Dr. Laila Risgallah Wahba is a pediatrician, passionate about children and their welfare. She has a Master's degree in Pediatrics and a Ph.D. in childhood studies. In 2009 she decided to equip herself to abolish sexual abuse and bullying. She studied the Middle East Sexual Abuse Related Pastoral Counseling Diploma and graduated in 2012. Laila is known for her youth TV program Han3ishasa7 (We Will Live our Lives Right), a program targeted for youth that has shown all over the Middle East and North Africa area tackling all youth issues and problems. Laila is founder and president of Not Guilty with a goal to abolish sexual abuse and bullying. She is an Ashoka Fellow, an inspirational public speaker, author, and determined social advocate. Dr. Risgallah Wahba is passionate about strong leadership and empowering others. Her determined mission is to be a voice for the unheard and fight against sexual abuse in society. 

Laila Risgallah Wahba was born in Cairo, Egypt. Being a woman and a blonde in Egypt was not an easy life. As her father always told her, “When you are a woman you have to work double to get the same job and the same grades as a man. When you are a blonde too, then you really have to excel”. Laila has always been an entrepreneur finding solutions for tough problems. Her youth TV show was watched by 40 million a week all over the Middle East. She created the first ever anti-sexual abuse mobile app for kids: S.K.I.T. She is a compelling global speaker and trainer. She is faculty with Haggai Institute for Advanced Leadership Training.
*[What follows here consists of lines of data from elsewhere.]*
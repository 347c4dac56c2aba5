use anyhow::{Context, Result};
use mfsort::acoustid::{AcousticIndex, AcoustIdClient};
use mfsort::batch::{self, BatchScheduler};
use mfsort::config::OrganizeConfig;
use mfsort::fingerprint::{Fingerprinter, Fpcalc};
use mfsort::musicbrainz::{MetadataCatalog, MusicBrainzClient};
use mfsort::placement::{FileOutcome, Organizer};
use mfsort::progress::{self, ProgressMessage};
use mfsort::utils;
use std::fs;
use std::path::PathBuf;
use tokio::runtime::Handle;
use tracing::info;

/// Per-run totals, tallied once every batch has finished
#[derive(Debug, Default, Clone, PartialEq, Eq)]
pub struct OrganizeSummary {
    pub batches: usize,
    pub placed: usize,
    pub unsorted: usize,
    pub failed: usize,
    pub skipped: usize,
}

impl OrganizeSummary {
    pub fn tally(outcomes: &[FileOutcome], batches: usize) -> Self {
        outcomes
            .iter()
            .fold(Self { batches, ..Self::default() }, |mut summary, outcome| {
                match outcome {
                    FileOutcome::Placed { .. } => summary.placed += 1,
                    FileOutcome::Unsorted { .. } => summary.unsorted += 1,
                    FileOutcome::Failed(_) => summary.failed += 1,
                    FileOutcome::Skipped(_) => summary.skipped += 1,
                }
                summary
            })
    }
}

/// Run every candidate through the organizer, batch by batch
pub fn organize_files<F, A, M>(
    organizer: &Organizer<F, A, M>,
    scheduler: &BatchScheduler,
    files: &[PathBuf],
) -> OrganizeSummary
where
    F: Fingerprinter,
    A: AcousticIndex,
    M: MetadataCatalog,
{
    let outcomes = scheduler.run(files, |path| organizer.process_file(path));
    let summary = OrganizeSummary::tally(
        &outcomes,
        batch::batch_count(files.len(), scheduler.batch_size()),
    );

    progress::report(ProgressMessage::RunComplete {
        batches: summary.batches,
        placed: summary.placed,
        unsorted: summary.unsorted,
        failed: summary.failed,
        skipped: summary.skipped,
    });

    summary
}

/// Identify every audio file under the input path and copy it into the output tree
pub fn organize_music_library(config: &OrganizeConfig, handle: Handle) -> Result<OrganizeSummary> {
    config.validate()?;

    let candidates = utils::collect_candidates(&config.input_path)?;
    progress::report(ProgressMessage::ScanComplete {
        input_path: config.input_path.clone(),
        candidates: candidates.len(),
    });

    if config.dry_run {
        info!("🎭 Dry run: nothing will be copied or deleted");
    } else {
        fs::create_dir_all(&config.output_path).with_context(|| {
            format!(
                "Failed to create output directory '{}'",
                config.output_path.display()
            )
        })?;
    }

    let index = AcoustIdClient::new(config.api_key.clone(), handle.clone())
        .context("Failed to create AcoustID client")?;
    let catalog = MusicBrainzClient::new(&config.contact_email, handle)
        .context("Failed to create MusicBrainz client")?;
    let organizer = Organizer::new(
        Fpcalc::new(&config.fpcalc),
        index,
        catalog,
        config.placement_options(),
    );

    let scheduler = BatchScheduler::new(config.batch_size, config.jobs)?;
    info!(
        "Organizing by {} with {} workers, {} files per batch",
        config.order_by,
        scheduler.workers(),
        scheduler.batch_size()
    );

    Ok(organize_files(&organizer, &scheduler, &candidates))
}

#[cfg(test)]
mod tests {
    use super::*;
    use mfsort::acoustid::AcousticMatch;
    use mfsort::audio::SkipReason;
    use mfsort::error::{FingerprintError, LookupError};
    use mfsort::fingerprint::Fingerprint;
    use mfsort::metadata::{Artist, ArtistCredit, OrderBy, RecordingMetadata, ReleaseEntry};
    use mfsort::placement::{FailureReason, PlacementOptions};
    use std::path::Path;
    use tempfile::TempDir;

    /// Fingerprints are the file contents, so tests pick the match per file
    struct ContentFingerprinter;

    impl Fingerprinter for ContentFingerprinter {
        fn fingerprint(&self, path: &Path) -> Result<Fingerprint, FingerprintError> {
            let fingerprint = fs::read_to_string(path).map_err(|source| FingerprintError::Io {
                path: path.to_path_buf(),
                source,
            })?;
            Ok(Fingerprint {
                fingerprint: fingerprint.trim().to_string(),
                duration: 200,
            })
        }
    }

    /// `known` matches R1, `ambiguous` has results without recordings, anything else fails
    struct KeyedIndex;

    impl AcousticIndex for KeyedIndex {
        fn lookup(&self, fingerprint: &Fingerprint) -> Result<AcousticMatch, LookupError> {
            match fingerprint.fingerprint.as_str() {
                "known" => Ok(AcousticMatch {
                    results: vec![vec!["R1".to_string()]],
                }),
                "ambiguous" => Ok(AcousticMatch {
                    results: vec![vec![]],
                }),
                _ => Err(LookupError::Api {
                    status: 500,
                    body: "boom".to_string(),
                }),
            }
        }
    }

    struct FixedCatalog;

    impl MetadataCatalog for FixedCatalog {
        fn recording(&self, recording_id: &str) -> Result<RecordingMetadata, LookupError> {
            Ok(RecordingMetadata {
                id: recording_id.to_string(),
                title: Some("Song".to_string()),
                artist_credit: vec![ArtistCredit {
                    name: Some("Alice".to_string()),
                    joinphrase: None,
                    artist: Some(Artist {
                        id: None,
                        name: Some("Alice".to_string()),
                    }),
                }],
                releases: vec![ReleaseEntry {
                    id: None,
                    title: Some("Album".to_string()),
                    date: Some("2020-05-01".to_string()),
                }],
                tags: Vec::new(),
            })
        }
    }

    #[test]
    fn test_summary_tally() {
        let outcomes = vec![
            FileOutcome::Placed {
                destination: PathBuf::from("/out/A/a.mp3"),
            },
            FileOutcome::Placed {
                destination: PathBuf::from("/out/A/b.mp3"),
            },
            FileOutcome::Unsorted {
                destination: PathBuf::from("/out/unsorted/c.mp3"),
            },
            FileOutcome::Failed(FailureReason::NoAcousticResults),
            FileOutcome::Skipped(SkipReason::Unsupported),
            FileOutcome::Skipped(SkipReason::NotAFile),
        ];
        assert_eq!(
            OrganizeSummary::tally(&outcomes, 2),
            OrganizeSummary {
                batches: 2,
                placed: 2,
                unsorted: 1,
                failed: 1,
                skipped: 2,
            }
        );
    }

    #[test]
    fn test_organize_mixed_tree() -> Result<()> {
        let temp_dir = TempDir::new()?;
        let input = temp_dir.path().join("in");
        let output = temp_dir.path().join("out");
        fs::create_dir_all(input.join("nested"))?;
        fs::write(input.join("one.mp3"), "known")?;
        fs::write(input.join("nested").join("two.ogg"), "ambiguous")?;
        fs::write(input.join("three.flac"), "unknown")?;
        fs::write(input.join("readme.txt"), "known")?;

        let organizer = Organizer::new(
            ContentFingerprinter,
            KeyedIndex,
            FixedCatalog,
            PlacementOptions {
                output_path: output.clone(),
                order_by: OrderBy::Artist,
                remove_origin: false,
                dry_run: false,
            },
        );
        let scheduler = BatchScheduler::new(2, Some(2))?;
        let candidates = utils::collect_candidates(&input)?;

        let summary = organize_files(&organizer, &scheduler, &candidates);

        assert_eq!(
            summary,
            OrganizeSummary {
                batches: 3,
                placed: 1,
                unsorted: 1,
                failed: 1,
                // readme.txt and the nested directory
                skipped: 2,
            }
        );
        assert!(output.join("Alice").join("Alice - Song.mp3").is_file());
        assert!(output.join("unsorted").join("two.ogg").is_file());
        assert!(input.join("three.flac").exists());

        Ok(())
    }

    #[test]
    fn test_invalid_config_prevents_run() -> Result<()> {
        let temp_dir = TempDir::new()?;
        let output = temp_dir.path().join("out");
        let config = OrganizeConfig::new(temp_dir.path(), &output, "", "me@example.org");

        let rt = tokio::runtime::Runtime::new()?;
        assert!(organize_music_library(&config, rt.handle().clone()).is_err());
        assert!(!output.exists());

        Ok(())
    }
}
Laila worked with UN as a consultant for 5 safe cities; with Ashoka as curriculum writer and trainer for the Empathy School program; with Haggai International as an international faculty; with orange as trainer; with government and international schools in Egypt as curriculum developer for sexual abuse prevention and bullying prevention; she spoke at Stanford University as part of an Ashoka team; published a book: The Silver Box; produced a documentary about harassment in factory girls: A Factory of Women; and produced an anti sexual abuse mobile app for kids: S.K.I.T. Her youth TV show is watched by 40 million a week all over the Middle East and among Arab speakers in America and Canada.



You can choose to look away, but you cannot say you didn't know.

#MeToo won the person of the year for 2017. How could a hashtag win person of the year? How many people were just waiting for something like this hashtag before they would pour out the secret they had been keeping for days, months, years, or even decades? Women, men, and children could, at last, tell the secret they had been carrying, the secret that changed their lives forever, the secret that made them see the world forever in a different light: a world that cannot be trusted.

This secret of having been sexually harassed or assaulted raises all kinds of questions, both about the secret itself and the secrecy surrounding it: why would anyone who has been sexually harassed or assaulted keep this secret? Why wouldn’t they report it immediately? Who is the predator and what does he or she look like? What are the signs of abuse, assault or harassment? What are the consequences? And finally, how can we protect our kids?

This book is for every concerned parent, social worker, caregiver, teacher, and healthcare professional who works with children. It is to help us “check the weather” with our children’s moods and behaviors so we can be aware of what is going on in their lives.